1 Casing peripheral wall 2, 3 End plate 4 Groove 5. Web 6 Internal gear 7 Screw connection member 8 holes 9 Tip circle 10 pin 11 Eccentric body 12 Central axis 13 Axis line 14 External gear 15 Tip circle 16 Drive shaft 17 Connecting piece 18 Entrainment pocket 19 Entrance passage 20 Distribution room 21, 22 intersection 23 Crescent room 24 Exit passage 25.1, 25.2 Exit hole 26.1, 26.2 Valve ring 27 Entrance surface 28 Entrance room 29,30 Lubrication path 31, 32 Arrow 33 Aperture 34 Rib 35 Connection opening 36 Connection groove

Claims (5)

[Claims] 1. An internal gear pump for hydraulic fluids, in which an internal gear (6) with internal teeth is arranged in a fixed position and forms a closed internal chamber, and an internal gear (6) with internal teeth forms a closed internal chamber. A relatively small external gear (14) is rotatable on a perfect circular cylindrical eccentric rotatable about the pump axis,
Moreover, it meshes with the internal gear, and the inlet is in the entrance chamber (2
8), and the inlet chamber is connected to the crescent chamber (23), which is the filling chamber of the pump, via the inlet passage (19) on one side and the connecting passage of the eccentric body (11) on the other side. In this, the inlet chamber (28) is a notch formed in the end face of the eccentric body, the notch has a connection opening (35) facing radially toward the inner circumferential surface of the external gear, and the connection The pump axis of the crescent chamber (23) rotating together with the eccentric, formed by the pitch angle and the tip circle on the side opposite to the eccentric side, as the center angle with the opening measured in the pump axis (13) Extending over a center angle smaller than the sum of the center angle measured in (13), and external gear (14)

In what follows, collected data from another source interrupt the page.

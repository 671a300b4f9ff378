//! Project-relative location of the settings file.

use std::path::{Path, PathBuf};

/// Directory holding the settings file, relative to the project root
pub const CONFIG_DIR: &str = "configs";

/// Settings file name inside [`CONFIG_DIR`]
pub const SETTINGS_FILE: &str = "settings.yaml";

/// Project root baked in at build time: the crate directory above `src/`
pub fn default_project_root() -> &'static Path {
    Path::new(env!("CARGO_MANIFEST_DIR"))
}

/// `<project_root>/configs/settings.yaml`
pub fn settings_path(project_root: &Path) -> PathBuf {
    project_root.join(CONFIG_DIR).join(SETTINGS_FILE)
}

/// Pick the settings file to read
///
/// An explicit file wins; otherwise the file under the given (or default)
/// project root is used.
pub fn resolve_settings_path(explicit: Option<&Path>, project_root: Option<&Path>) -> PathBuf {
    match explicit {
        Some(path) => path.to_path_buf(),
        None => settings_path(project_root.unwrap_or(default_project_root())),
    }
}

#[cfg(test)]
mod tests {
    use super::*;

    #[test]
    fn test_settings_path_layout() {
        let path = settings_path(Path::new("/srv/project"));
        assert_eq!(path, PathBuf::from("/srv/project/configs/settings.yaml"));
    }

    #[test]
    fn test_explicit_path_wins() {
        let path = resolve_settings_path(
            Some(Path::new("/etc/custom.yaml")),
            Some(Path::new("/srv/project")),
        );
        assert_eq!(path, PathBuf::from("/etc/custom.yaml"));
    }

    #[test]
    fn test_default_root_is_crate_dir() {
        let path = resolve_settings_path(None, None);
        assert!(path.starts_with(env!("CARGO_MANIFEST_DIR")));
        assert!(path.ends_with("configs/settings.yaml"));
    }
}
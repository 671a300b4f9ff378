//! Common test utilities for integration tests
//!
//! Provides fixture projects laid out as `<root>/configs/settings.yaml`.

use std::fs;
use std::path::{Path, PathBuf};
use tempfile::TempDir;

/// Settings file with every reported key present
pub const FULL_SETTINGS: &str = r#"app:
  name: "Data Processor"
  version: "1.0.0"
  log_level: "INFO"

database:
  host: "localhost"
  port: 5432

paths:
  output_directory: "./output"
"#;

/// Create a temporary project root containing `configs/settings.yaml`
///
/// Returns the TempDir (cleaned up on drop) and the settings file path.
pub fn project_with_settings(content: &str) -> (TempDir, PathBuf) {
    let dir = tempfile::tempdir().expect("Failed to create temp dir");
    let path = write_settings(dir.path(), content);
    (dir, path)
}

/// Write `content` to `<root>/configs/settings.yaml`
pub fn write_settings(root: &Path, content: &str) -> PathBuf {
    let configs = root.join("configs");
    fs::create_dir_all(&configs).expect("Failed to create configs dir");
    let path = configs.join("settings.yaml");
    fs::write(&path, content).expect("Failed to write settings");
    path
}
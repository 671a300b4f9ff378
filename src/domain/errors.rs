//! Domain errors for loading and reading settings.

use std::path::PathBuf;

use thiserror::Error;

/// Errors raised while loading a settings file or reading keys from it.
#[derive(Debug, Error)]
pub enum SettingsError {
    /// The settings file does not exist
    #[error("Configuration file not found at: {}", .path.display())]
    FileNotFound {
        /// Path that was tried
        path: PathBuf,
    },

    /// The settings file exists but could not be read
    #[error("Failed to read configuration file {}: {source}", .path.display())]
    Io {
        /// Path that was read
        path: PathBuf,
        /// Underlying I/O error
        #[source]
        source: std::io::Error,
    },

    /// The content is not well-formed YAML
    #[error("Invalid YAML in config file: {0}")]
    Parse(String),

    /// A required dotted key is absent
    #[error("Missing required key: {0}")]
    MissingKey(String),

    /// A value has the wrong YAML type
    #[error("Invalid value for key '{key}': expected a {expected}")]
    InvalidType {
        /// Dotted key of the offending value
        key: String,
        /// Type that was required
        expected: &'static str,
    },
}

impl SettingsError {
    /// Process exit status for this error.
    ///
    /// File and parse problems exit with 1; a well-formed file that lacks
    /// the expected shape exits with 2.
    pub const fn exit_code(&self) -> u8 {
        match self {
            Self::FileNotFound { .. } | Self::Io { .. } | Self::Parse(_) => 1,
            Self::MissingKey(_) | Self::InvalidType { .. } => 2,
        }
    }

    /// Stable snake_case name of the error kind.
    pub const fn kind(&self) -> &'static str {
        match self {
            Self::FileNotFound { .. } => "file_not_found",
            Self::Io { .. } => "io",
            Self::Parse(_) => "parse_error",
            Self::MissingKey(_) => "missing_key",
            Self::InvalidType { .. } => "invalid_type",
        }
    }
}

impl From<serde_yaml::Error> for SettingsError {
    fn from(err: serde_yaml::Error) -> Self {
        Self::Parse(err.to_string())
    }
}

/// Result alias for settings operations
pub type SettingsResult<T> = Result<T, SettingsError>;
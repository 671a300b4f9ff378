//! Global tracing subscriber setup.

use super::config::{LogConfig, LogFormat};
use anyhow::Result;
use std::io;
use tracing::Level;
use tracing_appender::non_blocking::WorkerGuard;
use tracing_appender::rolling;
use tracing_subscriber::layer::SubscriberExt;
use tracing_subscriber::util::SubscriberInitExt;
use tracing_subscriber::{EnvFilter, Layer};

/// File name used inside `LogConfig::log_dir`
pub const LOG_FILE_NAME: &str = "settings-report.log";

/// Logger implementation using tracing
///
/// Diagnostics go to stderr; stdout carries the settings report only.
pub struct LoggerImpl {
    _guard: Option<WorkerGuard>,
}

impl LoggerImpl {
    /// Initialize the global subscriber
    ///
    /// # Errors
    /// Returns an error for an unknown level or when a global subscriber is
    /// already installed.
    pub fn init(config: &LogConfig) -> Result<Self> {
        let default_level = parse_log_level(&config.level)?;

        let stderr_layer = match config.format {
            LogFormat::Json => tracing_subscriber::fmt::layer()
                .json()
                .with_writer(io::stderr)
                .with_target(true)
                .with_file(true)
                .with_line_number(true)
                .with_filter(env_filter(default_level))
                .boxed(),
            LogFormat::Pretty => tracing_subscriber::fmt::layer()
                .with_writer(io::stderr)
                .with_target(true)
                .with_filter(env_filter(default_level))
                .boxed(),
        };

        let (file_layer, guard) = match config.log_dir {
            Some(ref log_dir) => {
                let file_appender = rolling::never(log_dir, LOG_FILE_NAME);
                let (non_blocking_file, guard) = tracing_appender::non_blocking(file_appender);

                // File layer - always JSON for structured logging
                let layer = tracing_subscriber::fmt::layer()
                    .json()
                    .with_writer(non_blocking_file)
                    .with_ansi(false)
                    .with_target(true)
                    .with_file(true)
                    .with_line_number(true)
                    .with_filter(env_filter(default_level));
                (Some(layer), Some(guard))
            }
            None => (None, None),
        };

        tracing_subscriber::registry()
            .with(stderr_layer)
            .with(file_layer)
            .try_init()?;

        tracing::debug!(
            level = %config.level,
            format = ?config.format,
            file_output = config.log_dir.is_some(),
            "logger initialized"
        );

        Ok(Self { _guard: guard })
    }
}

/// Filter honouring `RUST_LOG`, falling back to the configured level
fn env_filter(default_level: Level) -> EnvFilter {
    EnvFilter::builder()
        .with_default_directive(default_level.into())
        .from_env_lossy()
}

/// Parse log level string to Level
fn parse_log_level(level: &str) -> Result<Level> {
    match level.to_lowercase().as_str() {
        "trace" => Ok(Level::TRACE),
        "debug" => Ok(Level::DEBUG),
        "info" => Ok(Level::INFO),
        "warn" => Ok(Level::WARN),
        "error" => Ok(Level::ERROR),
        _ => anyhow::bail!("Invalid log level: {level}"),
    }
}
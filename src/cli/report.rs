//! Settings report: load, validate, print.

use std::io::{self, Write};
use std::path::PathBuf;

use serde::Serialize;
use thiserror::Error;
use tracing::{debug, instrument};

use crate::cli::output::{write_output, CommandOutput};
use crate::domain::errors::SettingsError;
use crate::domain::models::SettingsSummary;
use crate::infrastructure::config::ConfigLoader;

/// Printed after a successful load
pub const BANNER: &str = "--- Application Settings Loaded ---";
/// Printed after the summary lines
pub const CLOSING_BANNER: &str = "-----------------------------------";
/// Printed when the configured log level is DEBUG
pub const DEBUG_NOTE: &str = "Note: DEBUG mode is active. Be careful with YAML indentation!";

/// Errors from a report run
#[derive(Debug, Error)]
pub enum ReportError {
    /// Loading or reading the settings failed
    #[error(transparent)]
    Settings(#[from] SettingsError),

    /// Writing the report failed
    #[error("Failed to write report: {0}")]
    Output(#[from] io::Error),
}

impl ReportError {
    /// Process exit status for this error
    pub const fn exit_code(&self) -> u8 {
        match self {
            Self::Settings(err) => err.exit_code(),
            Self::Output(_) => 1,
        }
    }

    /// Stable snake_case name of the error kind
    pub const fn kind(&self) -> &'static str {
        match self {
            Self::Settings(err) => err.kind(),
            Self::Output(_) => "output",
        }
    }
}

/// Completed report, as printed after the opening banner
#[derive(Debug, Clone, Serialize)]
pub struct ReportOutput {
    /// File the settings were read from
    pub config_path: PathBuf,
    /// Extracted settings
    pub settings: SettingsSummary,
    /// Whether the DEBUG note applies
    pub debug_mode: bool,
}

impl ReportOutput {
    fn new(config_path: PathBuf, settings: SettingsSummary) -> Self {
        let debug_mode = settings.is_debug();
        Self {
            config_path,
            settings,
            debug_mode,
        }
    }
}

impl CommandOutput for ReportOutput {
    fn to_human(&self) -> String {
        let mut lines = self.settings.lines().to_vec();
        lines.push(CLOSING_BANNER.to_string());
        if self.debug_mode {
            lines.push(format!("\n{DEBUG_NOTE}"));
        }
        lines.join("\n")
    }

    fn to_json(&self) -> serde_json::Value {
        serde_json::to_value(self).unwrap_or_default()
    }
}

/// Prints the settings summary read through a [`ConfigLoader`]
pub struct Reporter {
    loader: ConfigLoader,
}

impl Reporter {
    /// Reporter reading through `loader`
    pub const fn new(loader: ConfigLoader) -> Self {
        Self { loader }
    }

    /// Human-readable report
    ///
    /// The path line is written before loading and the banner before key
    /// extraction. Whatever was written before a failure stays written.
    #[instrument(skip_all, fields(path = %self.loader.path().display()))]
    pub fn run<W: Write>(&self, out: &mut W) -> Result<ReportOutput, ReportError> {
        writeln!(out, "DEBUG: Config path = {}", self.loader.path().display())?;

        let settings = self.loader.load()?;

        writeln!(out, "\n{BANNER}")?;
        out.flush()?;

        let summary = SettingsSummary::from_settings(&settings)?;
        let report = ReportOutput::new(self.loader.path().to_path_buf(), summary);
        write_output(&report, false, out)?;

        debug!(debug_mode = report.debug_mode, "report printed");
        Ok(report)
    }

    /// JSON report; nothing is written unless every key is present
    #[instrument(skip_all, fields(path = %self.loader.path().display()))]
    pub fn run_json<W: Write>(&self, out: &mut W) -> Result<ReportOutput, ReportError> {
        let settings = self.loader.load()?;
        let summary = SettingsSummary::from_settings(&settings)?;
        let report = ReportOutput::new(self.loader.path().to_path_buf(), summary);
        write_output(&report, true, out)?;

        debug!(debug_mode = report.debug_mode, "report printed");
        Ok(report)
    }
}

is a connecting groove (36
), the internal gear pump for hydraulic fluids is characterized in that the connecting passage is located in the plane of the cutout. [Claim 2] The notch (28) is formed directly or on the eccentric body (1
1) is connected to a perfect circular cylindrical distribution chamber (20) adjacent to the end face of the eccentric body (11) through connection passages (18, 29) formed in the axial direction, and the distribution chamber is connected to the inlet passage. (19
), and the radius of the distribution chamber is smaller than the difference between the radius (FJ) of the root circle of the external gear and the eccentricity. 3. The eccentric (11) is rotatably supported on a pin (10) fixed and cantilevered in the casing and concentric with the pump axis; 3. The pump according to claim 1, wherein the drive piece (17) is connected to the pump shaft in a rotationally fixed manner by a drive piece (17) which engages in a drive pocket (18) of the eccentric. 4. A cutout (28) and a distribution chamber (20) are formed on each side of the eccentric body and are connected via axis-parallel passages (18, 29) provided in the eccentric body (11). and in particular, the axis-parallel passage (29) is connected to the pin (1).
0) the sliding bearing part of the eccentric body (11) on the top and/or
4. The pump according to claim 1, wherein the sliding bearing of the external gear (14) on the eccentric (11) is formed in the form of an axial groove. [Claim 5] The entrainment pocket (18) has a notch (28).
5. The pump according to claim 4, wherein the pump is used as an axis-parallel passage between the pump and the distribution chamber (20).